[Opening Data for this exercise section]

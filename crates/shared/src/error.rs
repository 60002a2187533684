//! Error taxonomy shared by the HTTP gateway and the realtime channel.

use thiserror::Error;

/// Failure modes a caller can observe from any API operation.
///
/// The gateway performs no retries and no local recovery; every variant
/// propagates directly to the caller. A non-2xx status maps to
/// [`ApiError::RequestFailed`] carrying the numeric code and nothing else,
/// so a 401 and a 503 look the same apart from the status.
#[derive(Debug, Clone, Error, PartialEq, Eq)]
pub enum ApiError {
    /// The server answered with a non-success status code.
    #[error("request failed with status {status}")]
    RequestFailed { status: u16 },

    /// A success response carried a body that is not the expected JSON.
    #[error("invalid JSON payload: {0}")]
    MalformedResponse(String),

    /// The transport reported a failure before a response arrived.
    #[error("network error: {0}")]
    Network(String),

    /// Opening or using the realtime channel failed.
    #[error("channel error: {0}")]
    Channel(String),
}

impl ApiError {
    /// Status code of a failed request, if this is [`ApiError::RequestFailed`].
    pub fn status(&self) -> Option<u16> {
        match self {
            ApiError::RequestFailed { status } => Some(*status),
            _ => None,
        }
    }
}
//! One wrapper per backend endpoint.
//!
//! Each method forwards a fixed path and verb to the gateway in
//! [`crate::api_client`]; none carries logic of its own. Dashboards and a
//! few create/update responses are hand-built JSON on the server side, so
//! those return [`serde_json::Value`] and leave the shape to the caller.

use algocdk_shared::{
    Admin, ApiError, Bot, BotRequest, CreateAdminRequest, CreateUserRequest, DeleteUserRequest,
    Favorite, LoginRequest, LoginResponse, MessageResponse, PaymentInitRequest, Profile,
    RecordTransactionRequest, RegisterRequest, Transaction, UpdateAdminRequest, UpdateUserRequest,
    User,
};

use crate::api_client::ApiClient;

// --- Auth ---

impl ApiClient {
    pub async fn login(&self, email: &str, password: &str) -> Result<LoginResponse, ApiError> {
        let body = LoginRequest {
            email: email.to_string(),
            password: password.to_string(),
        };
        self.post_json("/api/auth/login", &body).await
    }

    pub async fn register(&self, user: &RegisterRequest) -> Result<LoginResponse, ApiError> {
        self.post_json("/api/auth/register", user).await
    }
}

// --- User ---

impl ApiClient {
    pub async fn profile(&self) -> Result<Profile, ApiError> {
        self.get_json("/api/user/me").await
    }

    pub async fn favorites(&self) -> Result<Vec<Favorite>, ApiError> {
        self.get_json("/api/user/me/favorites").await
    }

    /// Add or remove a bot from the caller's favorites.
    pub async fn toggle_favorite(&self, bot_id: u64) -> Result<MessageResponse, ApiError> {
        self.post_empty(&format!("/api/user/favorites/{bot_id}")).await
    }

    pub async fn request_upgrade(&self) -> Result<MessageResponse, ApiError> {
        self.post_empty("/api/user/request-upgrade").await
    }
}

// --- Marketplace & bots ---

impl ApiClient {
    /// Public listing; works without credentials.
    pub async fn marketplace(&self) -> Result<Vec<Bot>, ApiError> {
        self.get_json("/marketplace").await
    }

    pub async fn admin_bots(&self) -> Result<Vec<Bot>, ApiError> {
        self.get_json("/api/admin/bots").await
    }

    pub async fn create_bot(&self, bot: &BotRequest) -> Result<serde_json::Value, ApiError> {
        self.post_json("/api/admin/create-bot", bot).await
    }

    pub async fn update_bot(
        &self,
        bot_id: u64,
        bot: &BotRequest,
    ) -> Result<serde_json::Value, ApiError> {
        self.put_json(&format!("/api/admin/update-bot/{bot_id}"), bot)
            .await
    }

    pub async fn delete_bot(&self, bot_id: u64) -> Result<MessageResponse, ApiError> {
        self.delete(&format!("/api/admin/delete-bot/{bot_id}")).await
    }
}

// --- Admin transactions ---

impl ApiClient {
    pub async fn admin_transactions(&self) -> Result<Vec<Transaction>, ApiError> {
        self.get_json("/api/admin/transactions").await
    }

    pub async fn record_transaction(
        &self,
        transaction: &RecordTransactionRequest,
    ) -> Result<serde_json::Value, ApiError> {
        self.post_json("/api/admin/transactions", transaction).await
    }
}

// --- Superadmin ---

impl ApiClient {
    pub async fn superadmin_login(
        &self,
        credentials: &LoginRequest,
    ) -> Result<LoginResponse, ApiError> {
        self.post_json("/api/superadmin/login", credentials).await
    }

    pub async fn superadmin_register(
        &self,
        user: &RegisterRequest,
    ) -> Result<LoginResponse, ApiError> {
        self.post_json("/api/superadmin/register", user).await
    }

    pub async fn superadmin_profile(&self) -> Result<Profile, ApiError> {
        self.get_json("/api/superadmin/profile").await
    }

    pub async fn users(&self) -> Result<Vec<User>, ApiError> {
        self.get_json("/api/superadmin/users").await
    }

    pub async fn create_user(
        &self,
        user: &CreateUserRequest,
    ) -> Result<serde_json::Value, ApiError> {
        self.post_json("/api/superadmin/create-user", user).await
    }

    pub async fn update_user(
        &self,
        user: &UpdateUserRequest,
    ) -> Result<serde_json::Value, ApiError> {
        self.post_json("/api/superadmin/update-user", user).await
    }

    /// The id travels in the request body, not the path.
    pub async fn delete_user(&self, user_id: u64) -> Result<MessageResponse, ApiError> {
        self.delete_json("/api/superadmin/delete-user", &DeleteUserRequest { id: user_id })
            .await
    }

    /// Users with a pending admin-upgrade request.
    pub async fn pending_requests(&self) -> Result<Vec<User>, ApiError> {
        self.get_json("/api/superadmin/pending-requests").await
    }

    pub async fn approve_upgrade(&self, user_id: u64) -> Result<MessageResponse, ApiError> {
        self.post_empty(&format!("/api/superadmin/promote/{user_id}"))
            .await
    }

    pub async fn reject_upgrade(&self, user_id: u64) -> Result<MessageResponse, ApiError> {
        self.post_empty(&format!("/api/superadmin/reject/{user_id}"))
            .await
    }

    pub async fn admins(&self) -> Result<Vec<Admin>, ApiError> {
        self.get_json("/api/superadmin/admins").await
    }

    pub async fn create_admin(
        &self,
        admin: &CreateAdminRequest,
    ) -> Result<serde_json::Value, ApiError> {
        self.post_json("/api/superadmin/create-admin", admin).await
    }

    pub async fn update_admin(
        &self,
        admin_id: u64,
        admin: &UpdateAdminRequest,
    ) -> Result<serde_json::Value, ApiError> {
        self.put_json(&format!("/api/superadmin/update-admin/{admin_id}"), admin)
            .await
    }

    /// Flip an admin between active and suspended.
    pub async fn toggle_admin_status(&self, admin_id: u64) -> Result<MessageResponse, ApiError> {
        self.patch_empty(&format!("/api/superadmin/toggle-admin/{admin_id}"))
            .await
    }

    pub async fn delete_admin(&self, admin_id: u64) -> Result<MessageResponse, ApiError> {
        self.delete(&format!("/api/superadmin/delete-admin/{admin_id}"))
            .await
    }

    pub async fn superadmin_bots(&self) -> Result<Vec<Bot>, ApiError> {
        self.get_json("/api/superadmin/bots").await
    }

    /// Re-scan every uploaded bot and refresh its marketplace status.
    pub async fn scan_all_bots(&self) -> Result<serde_json::Value, ApiError> {
        self.post_empty("/api/superadmin/scan-bots").await
    }

    pub async fn all_transactions(&self) -> Result<Vec<Transaction>, ApiError> {
        self.get_json("/api/superadmin/transactions").await
    }
}

// --- Payments ---

impl ApiClient {
    pub async fn initialize_payment(
        &self,
        payment: &PaymentInitRequest,
    ) -> Result<serde_json::Value, ApiError> {
        self.post_json("/api/user/paystack/init", payment).await
    }

    pub async fn verify_payment(&self, reference: &str) -> Result<serde_json::Value, ApiError> {
        let path = format!(
            "/api/user/paystack/verify?reference={}",
            urlencoding::encode(reference)
        );
        self.get_json(&path).await
    }
}

// --- Dashboards ---

impl ApiClient {
    pub async fn admin_dashboard(&self) -> Result<serde_json::Value, ApiError> {
        self.get_json("/api/admin/dashboard").await
    }

    pub async fn superadmin_dashboard(&self) -> Result<serde_json::Value, ApiError> {
        self.get_json("/api/superadmin/dashboard").await
    }
}
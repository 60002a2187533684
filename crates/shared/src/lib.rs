//! Shared types for the AlgoCDK client: wire models and the error taxonomy.

pub mod error;
pub mod models;

pub use error::*;
pub use models::*;
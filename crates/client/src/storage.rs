//! Client-local persistent storage.
//!
//! Values are JSON files in the platform config directory:
//! - Linux: `~/.config/algocdk/`
//! - macOS: `~/Library/Application Support/algocdk/`
//! - Windows: `%APPDATA%\algocdk\`

use serde::{de::DeserializeOwned, Serialize};
use std::path::PathBuf;

/// Save a value under a key.
///
/// Returns `true` if the write succeeded.
pub fn save<T: Serialize>(key: &str, value: &T) -> bool {
    match serde_json::to_string(value) {
        Ok(json) => save_raw(key, &json),
        Err(_) => false,
    }
}

/// Load a value by key.
///
/// Returns `None` if the key doesn't exist or deserialization fails.
pub fn load<T: DeserializeOwned>(key: &str) -> Option<T> {
    let json = load_raw(key)?;
    serde_json::from_str(&json).ok()
}

/// Remove a key.
pub fn remove(key: &str) {
    if let Some(path) = file_path(key) {
        let _ = std::fs::remove_file(path);
    }
}

/// Check whether a key exists.
pub fn exists(key: &str) -> bool {
    load_raw(key).is_some()
}

fn app_dir() -> Option<PathBuf> {
    let dir = dirs::config_dir()?.join("algocdk");
    if !dir.exists() {
        std::fs::create_dir_all(&dir).ok()?;
    }
    Some(dir)
}

fn file_path(key: &str) -> Option<PathBuf> {
    // Sanitize the key into a valid filename.
    let safe_key = key.replace(['/', '\\', ':', '*', '?', '"', '<', '>', '|'], "_");
    Some(app_dir()?.join(format!("{safe_key}.json")))
}

fn save_raw(key: &str, value: &str) -> bool {
    let Some(path) = file_path(key) else {
        return false;
    };
    std::fs::write(path, value).is_ok()
}

fn load_raw(key: &str) -> Option<String> {
    let path = file_path(key)?;
    std::fs::read_to_string(path).ok()
}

[Closing Data for this exercise section]

▸ **What you should do**:
Exactly how many lines of the records hold "taxonomy"? Give the number without any words.

▸ **Response box**:
2